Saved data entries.
......

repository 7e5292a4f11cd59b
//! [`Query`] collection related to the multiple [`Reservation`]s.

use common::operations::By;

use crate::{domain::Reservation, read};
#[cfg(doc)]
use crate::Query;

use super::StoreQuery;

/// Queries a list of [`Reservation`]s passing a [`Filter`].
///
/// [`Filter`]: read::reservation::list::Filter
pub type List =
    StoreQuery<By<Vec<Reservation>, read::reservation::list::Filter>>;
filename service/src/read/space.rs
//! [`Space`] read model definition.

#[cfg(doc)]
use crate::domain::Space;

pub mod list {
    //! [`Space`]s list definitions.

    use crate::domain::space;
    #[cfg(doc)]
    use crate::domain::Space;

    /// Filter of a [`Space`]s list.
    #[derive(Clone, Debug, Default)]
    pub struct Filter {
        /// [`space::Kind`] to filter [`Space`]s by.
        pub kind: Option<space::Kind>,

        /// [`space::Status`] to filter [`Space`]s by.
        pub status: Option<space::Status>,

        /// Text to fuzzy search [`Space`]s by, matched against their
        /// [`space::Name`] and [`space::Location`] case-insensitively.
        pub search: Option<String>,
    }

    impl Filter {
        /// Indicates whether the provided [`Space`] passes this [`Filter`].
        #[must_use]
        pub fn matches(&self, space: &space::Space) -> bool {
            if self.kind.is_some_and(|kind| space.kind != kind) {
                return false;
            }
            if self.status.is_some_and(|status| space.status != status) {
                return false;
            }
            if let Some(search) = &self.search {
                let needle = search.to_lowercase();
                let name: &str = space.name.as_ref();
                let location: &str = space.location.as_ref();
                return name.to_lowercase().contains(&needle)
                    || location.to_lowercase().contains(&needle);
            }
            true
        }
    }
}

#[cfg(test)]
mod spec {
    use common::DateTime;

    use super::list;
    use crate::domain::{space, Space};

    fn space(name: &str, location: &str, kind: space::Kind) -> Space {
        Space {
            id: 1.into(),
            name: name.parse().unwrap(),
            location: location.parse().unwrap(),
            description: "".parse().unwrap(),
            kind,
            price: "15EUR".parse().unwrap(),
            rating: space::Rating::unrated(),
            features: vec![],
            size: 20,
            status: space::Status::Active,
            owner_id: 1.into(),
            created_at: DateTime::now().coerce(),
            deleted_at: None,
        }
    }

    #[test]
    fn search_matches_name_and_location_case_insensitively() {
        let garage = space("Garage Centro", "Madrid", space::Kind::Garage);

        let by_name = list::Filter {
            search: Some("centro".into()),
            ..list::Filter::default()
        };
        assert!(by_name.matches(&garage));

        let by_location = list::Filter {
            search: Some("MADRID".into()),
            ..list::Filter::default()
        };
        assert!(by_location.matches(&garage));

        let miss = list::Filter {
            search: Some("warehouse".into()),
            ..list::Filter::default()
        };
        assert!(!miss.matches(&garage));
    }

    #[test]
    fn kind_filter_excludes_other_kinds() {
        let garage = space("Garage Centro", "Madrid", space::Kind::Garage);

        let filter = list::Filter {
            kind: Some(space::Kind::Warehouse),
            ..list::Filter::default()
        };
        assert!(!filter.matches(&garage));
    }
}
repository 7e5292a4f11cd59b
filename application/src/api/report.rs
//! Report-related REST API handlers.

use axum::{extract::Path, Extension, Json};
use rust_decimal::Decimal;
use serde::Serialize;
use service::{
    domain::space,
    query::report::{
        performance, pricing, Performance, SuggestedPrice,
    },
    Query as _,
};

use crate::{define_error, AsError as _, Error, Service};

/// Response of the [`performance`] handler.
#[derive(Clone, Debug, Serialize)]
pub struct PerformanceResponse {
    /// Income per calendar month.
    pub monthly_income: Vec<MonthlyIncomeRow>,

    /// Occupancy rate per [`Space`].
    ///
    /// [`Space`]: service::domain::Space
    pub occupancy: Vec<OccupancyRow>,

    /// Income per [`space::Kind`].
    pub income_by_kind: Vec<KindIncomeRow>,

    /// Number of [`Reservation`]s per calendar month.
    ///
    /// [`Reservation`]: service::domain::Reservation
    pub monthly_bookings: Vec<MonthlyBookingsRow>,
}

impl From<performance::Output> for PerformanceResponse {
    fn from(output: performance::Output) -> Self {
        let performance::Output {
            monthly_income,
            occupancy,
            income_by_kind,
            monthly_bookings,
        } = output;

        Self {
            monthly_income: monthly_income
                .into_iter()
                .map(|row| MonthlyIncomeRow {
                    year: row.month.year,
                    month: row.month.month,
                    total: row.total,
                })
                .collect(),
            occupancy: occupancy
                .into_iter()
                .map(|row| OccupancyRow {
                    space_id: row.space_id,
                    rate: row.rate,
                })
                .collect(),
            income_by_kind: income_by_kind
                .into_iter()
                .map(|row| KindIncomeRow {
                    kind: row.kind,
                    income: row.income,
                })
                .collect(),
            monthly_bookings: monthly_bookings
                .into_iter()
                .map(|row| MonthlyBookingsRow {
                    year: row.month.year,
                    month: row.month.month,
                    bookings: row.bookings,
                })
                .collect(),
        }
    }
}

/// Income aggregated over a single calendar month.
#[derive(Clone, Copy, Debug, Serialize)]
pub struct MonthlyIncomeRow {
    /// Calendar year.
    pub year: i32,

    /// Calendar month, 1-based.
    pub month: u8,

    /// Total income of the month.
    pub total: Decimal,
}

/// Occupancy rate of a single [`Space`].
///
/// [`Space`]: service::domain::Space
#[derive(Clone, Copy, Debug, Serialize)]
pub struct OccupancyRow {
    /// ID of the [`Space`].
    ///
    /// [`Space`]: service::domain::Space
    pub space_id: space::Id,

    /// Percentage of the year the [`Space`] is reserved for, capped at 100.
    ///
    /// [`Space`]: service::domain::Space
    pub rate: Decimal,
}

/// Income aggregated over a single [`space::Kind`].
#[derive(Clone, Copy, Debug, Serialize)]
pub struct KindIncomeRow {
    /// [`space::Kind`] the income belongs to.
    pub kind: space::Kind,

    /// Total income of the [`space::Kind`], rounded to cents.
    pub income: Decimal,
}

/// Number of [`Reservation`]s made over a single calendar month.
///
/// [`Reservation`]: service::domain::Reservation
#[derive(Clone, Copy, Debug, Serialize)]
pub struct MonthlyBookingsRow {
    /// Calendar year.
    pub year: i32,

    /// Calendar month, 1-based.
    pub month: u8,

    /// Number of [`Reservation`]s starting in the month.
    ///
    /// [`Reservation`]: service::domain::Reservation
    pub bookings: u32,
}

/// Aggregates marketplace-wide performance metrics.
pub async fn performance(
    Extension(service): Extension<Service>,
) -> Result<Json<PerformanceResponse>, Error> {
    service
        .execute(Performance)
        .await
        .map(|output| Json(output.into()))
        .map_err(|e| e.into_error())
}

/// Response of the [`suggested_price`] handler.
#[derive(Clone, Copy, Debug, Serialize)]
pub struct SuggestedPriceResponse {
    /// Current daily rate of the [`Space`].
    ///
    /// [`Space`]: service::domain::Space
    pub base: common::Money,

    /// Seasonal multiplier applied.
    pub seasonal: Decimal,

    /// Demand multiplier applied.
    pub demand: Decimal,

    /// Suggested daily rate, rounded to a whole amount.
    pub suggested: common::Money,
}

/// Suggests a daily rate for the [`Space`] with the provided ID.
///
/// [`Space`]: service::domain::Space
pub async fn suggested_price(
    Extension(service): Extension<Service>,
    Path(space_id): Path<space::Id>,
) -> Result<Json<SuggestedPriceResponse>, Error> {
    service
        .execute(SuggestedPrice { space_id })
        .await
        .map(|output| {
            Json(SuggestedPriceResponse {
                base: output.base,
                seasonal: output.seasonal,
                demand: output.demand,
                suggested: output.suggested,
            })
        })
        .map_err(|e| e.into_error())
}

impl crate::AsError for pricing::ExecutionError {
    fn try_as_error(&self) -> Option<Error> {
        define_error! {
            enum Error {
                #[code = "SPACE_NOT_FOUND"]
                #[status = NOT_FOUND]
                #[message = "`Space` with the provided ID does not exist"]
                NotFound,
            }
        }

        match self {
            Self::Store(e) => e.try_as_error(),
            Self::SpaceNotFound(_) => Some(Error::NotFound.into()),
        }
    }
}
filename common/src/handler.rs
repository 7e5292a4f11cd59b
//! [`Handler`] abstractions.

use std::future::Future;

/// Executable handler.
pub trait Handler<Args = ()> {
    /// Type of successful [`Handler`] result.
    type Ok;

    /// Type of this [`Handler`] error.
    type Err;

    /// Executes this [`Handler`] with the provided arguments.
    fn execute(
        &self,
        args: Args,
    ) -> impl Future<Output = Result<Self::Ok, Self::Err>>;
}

......

EXERCISE INSTRUCTIONS.
Show all lines above holding the word "StoreQuery".

RESULT FOR THIS EXERCISE.
use super::StoreQuery;
    StoreQuery<By<Vec<Reservation>, read::reservation::list::Filter>>;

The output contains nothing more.